Male and female differential reproductive rate could explain parental transmission asymmetry of mutation origin in Hirschsprung disease
Jannot Anne-Sophie, Amiel Jeanne, Pelet Anna, Lantieri Francesca, Fernandez Raquel M., Verheij Joke B. G. M., Garcia-Barcelo Merce, Arnold Stacey, Ceccherini Isabella, Borrego Salud, Hofstra Robert M. W., Tam Paul K. H., Munnich Arnold, Chakravarti Aravinda, Clerget-Darpoux Françoise, Lyonnet Stanislas
Hirschsprung disease (HSCR, aganglionic megacolon) is a complex and heterogeneous disease with an incidence of 1 in 5000 live births. Despite the multifactorial determination of HSCR in the vast majority of cases, there is a monogenic subgroup for which private rare RET coding sequence mutations with high penetrance are found (45% of HSCR familial cases).

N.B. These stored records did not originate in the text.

use axum::{
    http::StatusCode,
    response::{IntoResponse, Json, Response},
};
use serde::Serialize;
use serde_json::json;

/// Wrapper for API responses that automatically adds success envelope
#[derive(Debug)]
pub struct ApiResponse<T: Serialize> {
    pub data: T,
    pub status_code: Option<StatusCode>,
}

impl<T: Serialize> ApiResponse<T> {
    /// Create a successful API response with default 200 status
    pub fn success(data: T) -> Self {
        Self {
            data,
            status_code: None, // Default to 200 OK
        }
    }

    /// Create an API response with custom status code
    pub fn with_status(data: T, status_code: StatusCode) -> Self {
        Self {
            data,
            status_code: Some(status_code),
        }
    }

    /// Create a 201 Created response
    pub fn created(data: T) -> Self {
        Self::with_status(data, StatusCode::CREATED)
    }
}

impl<T: Serialize> IntoResponse for ApiResponse<T> {
    fn into_response(self) -> Response {
        let status = self.status_code.unwrap_or(StatusCode::OK);

        let data_value = match serde_json::to_value(&self.data) {
            Ok(value) => value,
            Err(e) => {
                tracing::error!("Failed to serialize response data: {}", e);
                return (
                    StatusCode::INTERNAL_SERVER_ERROR,
                    Json(json!({
                        "success": false,
                        "error": true,
                        "message": "Failed to serialize response data"
                    })),
                )
                    .into_response();
            }
        };

        let envelope = json!({
            "success": true,
            "data": data_value
        });

        (status, Json(envelope)).into_response()
    }
}

pub type ApiResult<T> = Result<ApiResponse<T>, crate::error::ApiError>;
// handlers/public/auth/mod.rs - Account creation and token acquisition

pub mod login;
pub mod register;

pub use login::login;
pub use register::register;
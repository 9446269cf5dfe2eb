// handlers/public/auth/register.rs - POST /register handler

use axum::{extract::rejection::JsonRejection, extract::State, Json};
use serde::Deserialize;

use crate::app::AppState;
use crate::auth::hash_password;
use crate::database::models::{Family, NewUser, User};
use crate::database::{DatabaseError, Store};
use crate::error::ApiError;
use crate::handlers::utils::{json_body, required_text};
use crate::middleware::{ApiResponse, ApiResult};

#[derive(Debug, Deserialize)]
pub struct RegisterRequest {
    pub family_name: Option<String>,
    pub username: Option<String>,
    pub password: Option<String>,
    pub email: Option<String>,
}

/// POST /register - Create a user, creating the family if it does not exist yet
///
/// The first user of a family is accepted immediately; anyone joining an
/// existing family waits for an accepted member to approve them.
///
/// Expected Input:
/// ```json
/// {
///   "family_name": "string",
///   "username": "string",
///   "password": "string",
///   "email": "string"
/// }
/// ```
///
/// Expected Output (201):
/// ```json
/// {
///   "success": true,
///   "data": { "id": 1, "username": "alice", "email": "...", "is_accepted": true, "family_id": 1 }
/// }
/// ```
pub async fn register(
    State(state): State<AppState>,
    payload: Result<Json<RegisterRequest>, JsonRejection>,
) -> ApiResult<User> {
    let payload = json_body(payload)?;
    let family_name = required_text("family_name", payload.family_name)?;
    let username = required_text("username", payload.username)?;
    let password = required_text("password", payload.password)?;
    let email = required_text("email", payload.email)?;

    let store = state.store.as_ref();
    if store.find_user_by_username(&username).await?.is_some() {
        return Err(ApiError::duplicate_username(&username));
    }

    let (family, is_founder) = find_or_create_family(store, &family_name).await?;
    let password_hash = hash_password(&password)?;

    let user = store
        .create_user(NewUser {
            username: username.clone(),
            password_hash,
            email,
            is_accepted: is_founder,
            family_id: family.id,
        })
        .await
        .map_err(|e| match e {
            // Lost a race with a concurrent registration of the same name
            DatabaseError::Conflict(_) => ApiError::duplicate_username(&username),
            other => other.into(),
        })?;

    tracing::info!(
        "Registered user {} in family {} (accepted: {})",
        user.id,
        family.id,
        user.is_accepted
    );

    Ok(ApiResponse::created(user))
}

/// Returns the family and whether this call created it
async fn find_or_create_family(store: &dyn Store, name: &str) -> Result<(Family, bool), ApiError> {
    if let Some(family) = store.find_family_by_name(name).await? {
        return Ok((family, false));
    }

    match store.create_family(name).await {
        Ok(family) => {
            tracing::info!("Created family {}", family.id);
            Ok((family, true))
        }
        Err(DatabaseError::Conflict(_)) => {
            // Created concurrently; join it as a regular member
            let family = store
                .find_family_by_name(name)
                .await?
                .ok_or_else(|| ApiError::internal_server_error("Family could not be resolved"))?;
            Ok((family, false))
        }
        Err(e) => Err(e.into()),
    }
}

An asymmetrical parental origin is observed for RET coding sequence mutations with a higher maternal inheritance. A parent-of-origin effect is usually assumed. Here we show that a differential reproductive rate for males and females also leads to an asymmetrical parental origin, which was never considered as a possible explanation till now. In the case of HSCR, we show a positive association between penetrance of the mutation and parental transmission asymmetry: no parental transmission asymmetry is observed in sporadic RET CDS mutation carrier cases for which penetrance of the mutation is low, whereas a parental transmission asymmetry is observed in affected sib-pairs for which penetrance of the mutation is higher. This allows us to conclude that the explanation for this parental asymmetry is that more severe mutations have resulted in a differential reproductive rate between male and female carriers.